Start of Dataset records
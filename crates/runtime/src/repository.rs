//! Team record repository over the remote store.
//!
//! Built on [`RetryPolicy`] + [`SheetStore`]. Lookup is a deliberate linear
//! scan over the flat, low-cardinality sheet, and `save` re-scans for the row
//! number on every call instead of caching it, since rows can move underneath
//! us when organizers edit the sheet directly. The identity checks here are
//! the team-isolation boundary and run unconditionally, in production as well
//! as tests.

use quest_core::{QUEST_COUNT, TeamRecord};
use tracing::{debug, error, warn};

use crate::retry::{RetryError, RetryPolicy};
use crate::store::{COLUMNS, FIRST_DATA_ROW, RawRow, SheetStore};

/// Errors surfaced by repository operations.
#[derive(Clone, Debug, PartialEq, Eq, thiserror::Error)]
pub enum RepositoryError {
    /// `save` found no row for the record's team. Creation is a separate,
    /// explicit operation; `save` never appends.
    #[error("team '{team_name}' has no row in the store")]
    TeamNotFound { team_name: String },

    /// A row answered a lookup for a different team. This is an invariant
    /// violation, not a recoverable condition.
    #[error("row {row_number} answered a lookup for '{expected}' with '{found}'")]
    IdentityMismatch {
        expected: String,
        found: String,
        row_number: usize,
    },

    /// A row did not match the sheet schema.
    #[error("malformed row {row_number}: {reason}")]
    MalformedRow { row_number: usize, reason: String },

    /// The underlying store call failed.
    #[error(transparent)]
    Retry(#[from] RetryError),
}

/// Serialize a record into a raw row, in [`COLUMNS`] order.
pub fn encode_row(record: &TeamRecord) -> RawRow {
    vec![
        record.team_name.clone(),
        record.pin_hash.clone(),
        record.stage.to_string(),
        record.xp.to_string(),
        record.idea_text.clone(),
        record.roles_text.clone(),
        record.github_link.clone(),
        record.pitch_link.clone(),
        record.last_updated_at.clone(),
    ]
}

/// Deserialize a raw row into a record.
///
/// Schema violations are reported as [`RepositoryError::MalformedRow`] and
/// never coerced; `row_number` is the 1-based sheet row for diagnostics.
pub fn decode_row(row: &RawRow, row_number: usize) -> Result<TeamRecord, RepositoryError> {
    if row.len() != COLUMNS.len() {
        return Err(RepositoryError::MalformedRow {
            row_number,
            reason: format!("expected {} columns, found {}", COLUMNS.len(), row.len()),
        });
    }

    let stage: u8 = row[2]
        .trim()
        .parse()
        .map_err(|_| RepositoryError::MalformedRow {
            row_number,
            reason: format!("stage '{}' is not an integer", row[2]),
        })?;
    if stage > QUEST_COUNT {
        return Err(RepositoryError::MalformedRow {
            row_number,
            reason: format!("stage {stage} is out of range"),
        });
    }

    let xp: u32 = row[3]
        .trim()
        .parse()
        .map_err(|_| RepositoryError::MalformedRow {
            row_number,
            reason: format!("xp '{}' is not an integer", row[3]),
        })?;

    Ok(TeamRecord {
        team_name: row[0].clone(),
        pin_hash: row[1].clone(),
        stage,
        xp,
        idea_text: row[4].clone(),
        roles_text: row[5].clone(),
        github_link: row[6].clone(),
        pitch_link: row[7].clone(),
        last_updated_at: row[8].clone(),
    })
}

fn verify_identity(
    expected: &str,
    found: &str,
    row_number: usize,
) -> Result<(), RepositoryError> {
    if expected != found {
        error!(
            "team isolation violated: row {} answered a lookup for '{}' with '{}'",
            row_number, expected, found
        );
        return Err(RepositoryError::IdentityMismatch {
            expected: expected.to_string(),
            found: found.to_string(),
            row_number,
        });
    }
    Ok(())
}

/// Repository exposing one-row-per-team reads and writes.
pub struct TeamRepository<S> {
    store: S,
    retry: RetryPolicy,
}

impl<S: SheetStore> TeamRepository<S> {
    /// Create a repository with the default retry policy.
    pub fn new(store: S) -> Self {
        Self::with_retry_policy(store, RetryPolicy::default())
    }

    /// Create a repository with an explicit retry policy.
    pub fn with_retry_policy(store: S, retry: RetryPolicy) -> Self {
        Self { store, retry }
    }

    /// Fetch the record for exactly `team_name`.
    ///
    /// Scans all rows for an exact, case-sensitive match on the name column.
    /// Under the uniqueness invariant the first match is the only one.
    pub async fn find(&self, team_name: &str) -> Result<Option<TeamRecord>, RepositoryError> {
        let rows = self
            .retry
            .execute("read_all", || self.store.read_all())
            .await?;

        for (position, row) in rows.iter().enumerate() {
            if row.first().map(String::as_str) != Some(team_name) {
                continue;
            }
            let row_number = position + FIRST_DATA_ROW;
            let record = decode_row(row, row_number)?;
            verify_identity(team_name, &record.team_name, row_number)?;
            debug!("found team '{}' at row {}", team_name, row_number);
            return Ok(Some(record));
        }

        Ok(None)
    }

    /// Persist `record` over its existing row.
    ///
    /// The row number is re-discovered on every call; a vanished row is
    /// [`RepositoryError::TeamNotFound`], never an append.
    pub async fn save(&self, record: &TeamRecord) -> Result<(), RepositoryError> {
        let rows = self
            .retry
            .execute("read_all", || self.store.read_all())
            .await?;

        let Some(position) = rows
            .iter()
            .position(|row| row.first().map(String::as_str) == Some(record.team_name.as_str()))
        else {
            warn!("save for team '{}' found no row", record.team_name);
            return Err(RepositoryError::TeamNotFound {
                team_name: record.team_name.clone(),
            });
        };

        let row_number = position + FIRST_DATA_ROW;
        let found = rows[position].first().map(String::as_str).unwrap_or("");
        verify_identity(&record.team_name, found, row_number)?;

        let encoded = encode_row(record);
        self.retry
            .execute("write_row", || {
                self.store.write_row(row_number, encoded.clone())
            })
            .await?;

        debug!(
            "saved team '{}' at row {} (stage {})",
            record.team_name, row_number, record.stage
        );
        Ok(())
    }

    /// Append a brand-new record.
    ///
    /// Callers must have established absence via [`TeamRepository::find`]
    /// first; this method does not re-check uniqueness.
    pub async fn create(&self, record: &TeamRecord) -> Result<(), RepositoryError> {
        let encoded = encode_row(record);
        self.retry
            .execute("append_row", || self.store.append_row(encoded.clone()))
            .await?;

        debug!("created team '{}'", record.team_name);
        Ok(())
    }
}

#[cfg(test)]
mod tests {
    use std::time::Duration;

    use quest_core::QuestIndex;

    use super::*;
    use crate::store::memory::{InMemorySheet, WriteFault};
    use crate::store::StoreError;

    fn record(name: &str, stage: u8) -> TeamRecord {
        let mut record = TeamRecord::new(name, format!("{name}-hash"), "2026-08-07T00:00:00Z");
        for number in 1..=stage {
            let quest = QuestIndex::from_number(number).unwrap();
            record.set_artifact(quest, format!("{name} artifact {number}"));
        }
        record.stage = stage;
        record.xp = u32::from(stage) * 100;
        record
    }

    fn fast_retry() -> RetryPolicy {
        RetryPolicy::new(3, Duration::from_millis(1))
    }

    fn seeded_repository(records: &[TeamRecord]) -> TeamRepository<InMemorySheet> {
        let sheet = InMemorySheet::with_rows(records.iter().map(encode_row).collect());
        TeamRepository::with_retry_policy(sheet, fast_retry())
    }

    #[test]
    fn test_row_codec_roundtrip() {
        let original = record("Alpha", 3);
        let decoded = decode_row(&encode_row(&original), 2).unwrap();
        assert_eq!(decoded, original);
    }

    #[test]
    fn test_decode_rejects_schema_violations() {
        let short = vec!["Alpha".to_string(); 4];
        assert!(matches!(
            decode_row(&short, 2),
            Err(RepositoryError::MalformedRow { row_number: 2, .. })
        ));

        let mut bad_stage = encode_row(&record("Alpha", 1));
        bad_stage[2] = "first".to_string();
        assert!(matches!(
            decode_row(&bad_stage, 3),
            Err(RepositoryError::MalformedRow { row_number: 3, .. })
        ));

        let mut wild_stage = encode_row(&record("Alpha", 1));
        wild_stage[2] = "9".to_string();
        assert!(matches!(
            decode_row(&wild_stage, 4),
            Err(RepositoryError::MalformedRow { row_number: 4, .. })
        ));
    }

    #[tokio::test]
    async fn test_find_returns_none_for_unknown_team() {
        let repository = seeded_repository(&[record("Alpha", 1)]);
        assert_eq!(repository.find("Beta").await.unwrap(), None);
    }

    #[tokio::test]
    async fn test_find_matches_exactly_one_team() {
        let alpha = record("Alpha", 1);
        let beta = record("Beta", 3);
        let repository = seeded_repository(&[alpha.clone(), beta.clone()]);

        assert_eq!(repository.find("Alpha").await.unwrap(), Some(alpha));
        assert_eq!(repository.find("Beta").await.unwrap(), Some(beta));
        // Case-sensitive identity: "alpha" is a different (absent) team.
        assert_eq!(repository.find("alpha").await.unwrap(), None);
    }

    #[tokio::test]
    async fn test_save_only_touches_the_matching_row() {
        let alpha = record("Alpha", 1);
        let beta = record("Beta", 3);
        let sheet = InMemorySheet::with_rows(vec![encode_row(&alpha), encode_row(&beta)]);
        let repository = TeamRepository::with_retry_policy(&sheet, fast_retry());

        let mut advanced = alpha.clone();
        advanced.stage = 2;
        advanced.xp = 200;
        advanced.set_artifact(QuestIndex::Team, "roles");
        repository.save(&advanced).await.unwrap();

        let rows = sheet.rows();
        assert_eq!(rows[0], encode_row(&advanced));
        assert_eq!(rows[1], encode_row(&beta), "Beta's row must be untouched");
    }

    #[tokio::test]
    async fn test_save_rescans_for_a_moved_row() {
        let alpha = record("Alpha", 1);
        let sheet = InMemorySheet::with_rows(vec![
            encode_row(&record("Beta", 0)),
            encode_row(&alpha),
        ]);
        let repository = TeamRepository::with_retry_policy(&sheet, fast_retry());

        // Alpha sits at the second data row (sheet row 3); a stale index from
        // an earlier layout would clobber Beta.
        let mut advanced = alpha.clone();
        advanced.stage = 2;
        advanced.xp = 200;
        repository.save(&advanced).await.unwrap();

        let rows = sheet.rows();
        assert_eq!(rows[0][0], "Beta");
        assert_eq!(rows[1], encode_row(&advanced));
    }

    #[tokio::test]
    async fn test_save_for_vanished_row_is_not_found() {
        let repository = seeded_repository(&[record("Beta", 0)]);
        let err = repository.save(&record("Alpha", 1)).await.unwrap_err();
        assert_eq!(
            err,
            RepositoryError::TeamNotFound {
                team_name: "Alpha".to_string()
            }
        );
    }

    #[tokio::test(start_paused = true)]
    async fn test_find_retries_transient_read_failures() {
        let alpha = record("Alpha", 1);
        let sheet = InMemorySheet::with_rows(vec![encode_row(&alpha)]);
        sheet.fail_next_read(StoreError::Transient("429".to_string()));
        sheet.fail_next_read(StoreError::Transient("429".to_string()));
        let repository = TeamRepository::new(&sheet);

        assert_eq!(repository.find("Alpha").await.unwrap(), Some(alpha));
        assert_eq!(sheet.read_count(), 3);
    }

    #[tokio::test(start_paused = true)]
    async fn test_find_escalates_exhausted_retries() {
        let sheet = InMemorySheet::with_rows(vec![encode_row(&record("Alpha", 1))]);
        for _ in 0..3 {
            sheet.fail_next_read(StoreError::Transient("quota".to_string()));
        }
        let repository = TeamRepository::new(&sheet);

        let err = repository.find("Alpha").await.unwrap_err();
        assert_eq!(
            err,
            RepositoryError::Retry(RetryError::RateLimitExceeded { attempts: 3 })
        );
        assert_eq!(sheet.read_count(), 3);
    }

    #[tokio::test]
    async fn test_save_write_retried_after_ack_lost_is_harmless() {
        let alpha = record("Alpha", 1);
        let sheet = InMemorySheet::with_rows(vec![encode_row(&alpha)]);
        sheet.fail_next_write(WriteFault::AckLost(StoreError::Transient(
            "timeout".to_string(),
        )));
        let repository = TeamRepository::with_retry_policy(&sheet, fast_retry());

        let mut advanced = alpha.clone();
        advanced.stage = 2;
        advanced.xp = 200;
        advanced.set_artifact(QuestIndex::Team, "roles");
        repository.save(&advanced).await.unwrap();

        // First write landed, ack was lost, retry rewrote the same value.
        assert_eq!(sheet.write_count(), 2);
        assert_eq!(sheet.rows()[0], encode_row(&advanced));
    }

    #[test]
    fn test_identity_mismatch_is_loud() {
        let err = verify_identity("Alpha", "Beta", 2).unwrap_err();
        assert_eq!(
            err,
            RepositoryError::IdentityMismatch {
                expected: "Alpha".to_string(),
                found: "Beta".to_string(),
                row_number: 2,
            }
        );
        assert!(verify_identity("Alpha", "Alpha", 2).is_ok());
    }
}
End of Dataset records
Start of Dataset records
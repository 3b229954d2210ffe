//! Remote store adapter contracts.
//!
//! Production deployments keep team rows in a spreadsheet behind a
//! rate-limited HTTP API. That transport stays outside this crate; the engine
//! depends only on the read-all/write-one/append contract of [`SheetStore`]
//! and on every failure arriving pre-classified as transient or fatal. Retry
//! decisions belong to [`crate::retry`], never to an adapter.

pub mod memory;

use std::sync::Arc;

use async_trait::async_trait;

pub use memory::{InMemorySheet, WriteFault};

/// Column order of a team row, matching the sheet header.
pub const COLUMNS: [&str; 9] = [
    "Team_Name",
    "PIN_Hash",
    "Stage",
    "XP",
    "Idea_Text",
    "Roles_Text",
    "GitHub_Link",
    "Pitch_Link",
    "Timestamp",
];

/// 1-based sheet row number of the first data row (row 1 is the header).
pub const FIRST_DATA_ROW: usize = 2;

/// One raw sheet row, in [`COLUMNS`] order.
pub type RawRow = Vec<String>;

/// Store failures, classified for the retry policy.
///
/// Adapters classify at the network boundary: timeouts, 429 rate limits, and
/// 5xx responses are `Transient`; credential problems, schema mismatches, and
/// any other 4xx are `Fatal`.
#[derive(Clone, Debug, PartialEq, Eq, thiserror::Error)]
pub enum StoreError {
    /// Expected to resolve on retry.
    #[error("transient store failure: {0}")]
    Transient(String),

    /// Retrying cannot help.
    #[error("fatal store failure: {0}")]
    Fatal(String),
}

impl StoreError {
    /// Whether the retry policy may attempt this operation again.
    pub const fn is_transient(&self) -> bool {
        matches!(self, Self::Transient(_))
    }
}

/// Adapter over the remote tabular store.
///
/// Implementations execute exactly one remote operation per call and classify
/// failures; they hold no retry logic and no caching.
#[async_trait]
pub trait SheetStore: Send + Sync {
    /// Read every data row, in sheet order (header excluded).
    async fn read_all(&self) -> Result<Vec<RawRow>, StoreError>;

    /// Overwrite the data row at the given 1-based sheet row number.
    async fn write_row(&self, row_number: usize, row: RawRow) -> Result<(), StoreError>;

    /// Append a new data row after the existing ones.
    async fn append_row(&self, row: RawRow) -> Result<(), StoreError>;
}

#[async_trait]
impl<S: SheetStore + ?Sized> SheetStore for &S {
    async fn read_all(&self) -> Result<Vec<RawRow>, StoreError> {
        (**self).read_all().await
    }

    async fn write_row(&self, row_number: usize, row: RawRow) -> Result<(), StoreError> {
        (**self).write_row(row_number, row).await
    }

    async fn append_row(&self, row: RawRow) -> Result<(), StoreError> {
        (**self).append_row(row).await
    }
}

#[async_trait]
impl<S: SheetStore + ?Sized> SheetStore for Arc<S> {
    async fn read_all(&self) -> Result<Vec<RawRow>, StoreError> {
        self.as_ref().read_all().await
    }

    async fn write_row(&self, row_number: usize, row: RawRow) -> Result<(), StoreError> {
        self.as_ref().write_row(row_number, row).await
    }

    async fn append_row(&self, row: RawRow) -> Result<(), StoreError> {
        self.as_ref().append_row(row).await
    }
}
End of Dataset records
Start of Dataset records
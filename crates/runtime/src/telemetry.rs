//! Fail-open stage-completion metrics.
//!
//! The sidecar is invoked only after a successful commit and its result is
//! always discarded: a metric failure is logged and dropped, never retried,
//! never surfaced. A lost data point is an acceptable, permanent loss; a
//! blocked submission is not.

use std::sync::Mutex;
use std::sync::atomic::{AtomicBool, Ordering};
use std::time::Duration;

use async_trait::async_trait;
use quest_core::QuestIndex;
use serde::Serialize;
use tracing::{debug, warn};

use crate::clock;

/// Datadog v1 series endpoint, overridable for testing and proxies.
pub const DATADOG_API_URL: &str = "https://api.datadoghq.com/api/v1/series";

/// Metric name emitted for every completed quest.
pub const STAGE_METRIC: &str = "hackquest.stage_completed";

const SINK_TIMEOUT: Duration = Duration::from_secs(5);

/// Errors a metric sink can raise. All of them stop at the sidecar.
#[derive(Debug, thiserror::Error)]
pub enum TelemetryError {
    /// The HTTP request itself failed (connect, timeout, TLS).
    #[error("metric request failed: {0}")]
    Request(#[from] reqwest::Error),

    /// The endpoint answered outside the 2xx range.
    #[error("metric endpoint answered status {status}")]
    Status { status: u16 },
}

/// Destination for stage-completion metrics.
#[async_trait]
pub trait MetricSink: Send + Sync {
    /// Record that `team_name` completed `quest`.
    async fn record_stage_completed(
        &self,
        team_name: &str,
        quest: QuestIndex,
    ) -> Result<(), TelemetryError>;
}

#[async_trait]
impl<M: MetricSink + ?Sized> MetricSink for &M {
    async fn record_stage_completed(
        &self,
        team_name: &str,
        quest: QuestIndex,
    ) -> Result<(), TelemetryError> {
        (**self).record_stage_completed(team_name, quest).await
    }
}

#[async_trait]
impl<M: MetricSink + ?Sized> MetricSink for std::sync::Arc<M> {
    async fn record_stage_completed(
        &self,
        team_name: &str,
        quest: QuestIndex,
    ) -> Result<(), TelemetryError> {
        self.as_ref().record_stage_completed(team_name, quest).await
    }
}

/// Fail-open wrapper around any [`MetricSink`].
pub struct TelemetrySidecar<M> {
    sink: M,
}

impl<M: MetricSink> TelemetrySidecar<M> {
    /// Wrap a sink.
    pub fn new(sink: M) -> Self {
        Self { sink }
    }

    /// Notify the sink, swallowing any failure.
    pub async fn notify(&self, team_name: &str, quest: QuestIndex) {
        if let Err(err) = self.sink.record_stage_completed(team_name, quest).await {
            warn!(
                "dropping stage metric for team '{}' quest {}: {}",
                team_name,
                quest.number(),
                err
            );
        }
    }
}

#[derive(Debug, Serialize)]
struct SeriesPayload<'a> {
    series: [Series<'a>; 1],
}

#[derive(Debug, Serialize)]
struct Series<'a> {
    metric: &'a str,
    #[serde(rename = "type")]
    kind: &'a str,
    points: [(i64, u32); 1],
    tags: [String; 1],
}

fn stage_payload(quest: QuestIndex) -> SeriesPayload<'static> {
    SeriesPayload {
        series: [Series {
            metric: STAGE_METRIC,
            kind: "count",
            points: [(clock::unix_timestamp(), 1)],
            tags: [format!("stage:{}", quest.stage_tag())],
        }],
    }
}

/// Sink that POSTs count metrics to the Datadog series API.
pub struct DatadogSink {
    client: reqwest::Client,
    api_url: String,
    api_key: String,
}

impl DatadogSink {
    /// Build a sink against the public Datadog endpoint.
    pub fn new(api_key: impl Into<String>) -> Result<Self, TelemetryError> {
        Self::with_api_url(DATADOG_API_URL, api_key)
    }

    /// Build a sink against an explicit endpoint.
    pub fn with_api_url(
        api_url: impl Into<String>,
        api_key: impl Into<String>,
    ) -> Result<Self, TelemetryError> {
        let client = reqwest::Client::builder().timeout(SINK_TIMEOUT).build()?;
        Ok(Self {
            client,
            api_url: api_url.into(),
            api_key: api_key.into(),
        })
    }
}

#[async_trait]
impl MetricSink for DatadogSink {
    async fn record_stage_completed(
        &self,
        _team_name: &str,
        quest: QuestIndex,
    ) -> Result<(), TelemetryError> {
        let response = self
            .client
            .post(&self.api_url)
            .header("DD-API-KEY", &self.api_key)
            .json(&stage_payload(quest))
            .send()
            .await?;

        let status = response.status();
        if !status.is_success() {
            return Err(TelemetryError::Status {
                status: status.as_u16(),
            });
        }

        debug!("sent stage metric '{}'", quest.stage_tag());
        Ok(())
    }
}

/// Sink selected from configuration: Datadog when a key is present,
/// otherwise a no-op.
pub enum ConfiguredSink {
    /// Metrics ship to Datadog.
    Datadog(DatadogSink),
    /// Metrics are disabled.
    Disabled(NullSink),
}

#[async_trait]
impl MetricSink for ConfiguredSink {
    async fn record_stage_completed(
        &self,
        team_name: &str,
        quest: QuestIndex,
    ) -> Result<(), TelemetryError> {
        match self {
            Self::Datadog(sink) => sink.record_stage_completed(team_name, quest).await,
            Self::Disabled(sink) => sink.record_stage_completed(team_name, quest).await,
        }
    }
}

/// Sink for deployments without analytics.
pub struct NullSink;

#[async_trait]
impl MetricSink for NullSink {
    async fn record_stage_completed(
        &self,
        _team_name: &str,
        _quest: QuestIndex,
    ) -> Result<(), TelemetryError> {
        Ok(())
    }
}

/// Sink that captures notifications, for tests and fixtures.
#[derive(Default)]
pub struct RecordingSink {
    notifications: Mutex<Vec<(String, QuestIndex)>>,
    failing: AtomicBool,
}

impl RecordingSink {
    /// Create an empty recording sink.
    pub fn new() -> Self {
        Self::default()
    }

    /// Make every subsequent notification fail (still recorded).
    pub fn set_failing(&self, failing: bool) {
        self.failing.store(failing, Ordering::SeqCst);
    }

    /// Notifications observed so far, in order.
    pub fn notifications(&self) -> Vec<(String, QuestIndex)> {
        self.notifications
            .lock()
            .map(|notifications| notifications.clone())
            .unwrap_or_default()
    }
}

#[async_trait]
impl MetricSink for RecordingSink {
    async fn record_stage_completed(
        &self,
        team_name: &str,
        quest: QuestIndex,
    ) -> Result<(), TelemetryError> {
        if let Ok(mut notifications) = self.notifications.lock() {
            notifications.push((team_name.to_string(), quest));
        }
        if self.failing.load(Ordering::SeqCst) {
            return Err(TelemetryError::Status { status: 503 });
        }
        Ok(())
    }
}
End of Dataset records
### What the task requires
Counting only lines that hold the word "surfaced", state how many there are in the data. Write the number alone.

### Your solution
2